- _Work required_:
Copy out each line of the data that includes the string "Some".
==== Recorded information ====
//! Which devices hear about a due task.
//!
//! One resolver lives for one run. Under [`SubscriptionPolicy::Broadcast`]
//! the store is queried once and the list is reused for every task.

use duebell_core::config::SubscriptionPolicy;
use duebell_core::error::{DuebellError, Result};
use duebell_core::traits::TaskStore;
use duebell_core::types::{Subscription, Task, order_subscriptions};
use std::sync::Arc;
use tokio::sync::OnceCell;

pub struct SubscriptionResolver {
    policy: SubscriptionPolicy,
    store: Arc<dyn TaskStore>,
    everyone: OnceCell<Vec<Subscription>>,
}

impl SubscriptionResolver {
    pub fn new(policy: SubscriptionPolicy, store: Arc<dyn TaskStore>) -> Self {
        Self {
            policy,
            store,
            everyone: OnceCell::new(),
        }
    }

    pub fn policy(&self) -> SubscriptionPolicy {
        self.policy
    }

    /// The task's own subscription.
    pub fn linked(task: &Task) -> Result<Subscription> {
        task.subscription
            .clone()
            .ok_or_else(|| DuebellError::SubscriptionMissing(format!("task {}", task.id)))
    }

    /// Every known subscription, newest first. Fetched once per resolver.
    pub async fn all(&self) -> Result<&[Subscription]> {
        let subscriptions = self
            .everyone
            .get_or_try_init(|| async {
                let mut subscriptions = self.store.subscriptions().await?;
                order_subscriptions(&mut subscriptions);
                tracing::debug!("📇 {} subscription(s) for broadcast", subscriptions.len());
                Ok::<_, DuebellError>(subscriptions)
            })
            .await?;
        Ok(subscriptions)
    }

    /// Subscriptions to notify for `task`. An empty list means the task is
    /// skipped this run. Errors only when the store could not be read.
    pub async fn resolve(&self, task: &Task) -> Result<Vec<Subscription>> {
        match self.policy {
            SubscriptionPolicy::Linked => match Self::linked(task) {
                Ok(subscription) => Ok(vec![subscription]),
                Err(e) => {
                    tracing::warn!("⚠️ No subscription for {}: {e}", task.id);
                    Ok(Vec::new())
                }
            },
            SubscriptionPolicy::Broadcast => Ok(self.all().await?.to_vec()),
        }
    }
}

#[cfg(test)]
mod tests {
    use super::*;
    use crate::testing::{MemoryStore, subscription};
    use chrono::{Duration, Utc};
    use std::sync::atomic::Ordering;

    #[tokio::test]
    async fn test_linked_returns_exactly_the_link() {
        let now = Utc::now();
        let store = Arc::new(MemoryStore {
            subscriptions: vec![subscription("other", now)],
            ..Default::default()
        });
        let resolver = SubscriptionResolver::new(SubscriptionPolicy::Linked, store.clone());
        let task = Task::new("t1", "Dishes", Some(now)).with_subscription(subscription("mine", now));

        let subs = resolver.resolve(&task).await.unwrap();
        assert_eq!(subs.len(), 1);
        assert_eq!(subs[0].id, "mine");
        assert_eq!(store.subscription_queries.load(Ordering::SeqCst), 0);
    }

    #[tokio::test]
    async fn test_linked_missing_is_empty() {
        let store = Arc::new(MemoryStore::default());
        let resolver = SubscriptionResolver::new(SubscriptionPolicy::Linked, store);
        let task = Task::new("t1", "Dishes", Some(Utc::now()));

        assert!(matches!(
            SubscriptionResolver::linked(&task),
            Err(DuebellError::SubscriptionMissing(_))
        ));
        assert!(resolver.resolve(&task).await.unwrap().is_empty());
    }

    #[tokio::test]
    async fn test_broadcast_newest_first_and_cached() {
        let now = Utc::now();
        let store = Arc::new(MemoryStore {
            subscriptions: vec![
                subscription("old", now - Duration::days(2)),
                subscription("new", now),
                subscription("mid", now - Duration::days(1)),
            ],
            ..Default::default()
        });
        let resolver = SubscriptionResolver::new(SubscriptionPolicy::Broadcast, store.clone());

        for id in ["t1", "t2", "t3"] {
            let subs = resolver.resolve(&Task::new(id, id, Some(now))).await.unwrap();
            let ids: Vec<_> = subs.iter().map(|s| s.id.as_str()).collect();
            assert_eq!(ids, ["new", "mid", "old"]);
        }
        assert_eq!(store.subscription_queries.load(Ordering::SeqCst), 1);
    }

    #[tokio::test]
    async fn test_broadcast_store_failure_propagates() {
        let store = Arc::new(MemoryStore {
            fail_subscriptions: true,
            ..Default::default()
        });
        let resolver = SubscriptionResolver::new(SubscriptionPolicy::Broadcast, store);
        let err = resolver.resolve(&Task::new("t1", "Dishes", Some(Utc::now()))).await;
        assert!(matches!(err, Err(DuebellError::StoreUnavailable(_))));
    }
}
====
- _Solution to this exercise_:
        let task = Task::new("t1", "Dishes", Some(now)).with_subscription(subscription("mine", now));
        let task = Task::new("t1", "Dishes", Some(Utc::now()));
            let subs = resolver.resolve(&Task::new(id, id, Some(now))).await.unwrap();
        let err = resolver.resolve(&Task::new("t1", "Dishes", Some(Utc::now()))).await;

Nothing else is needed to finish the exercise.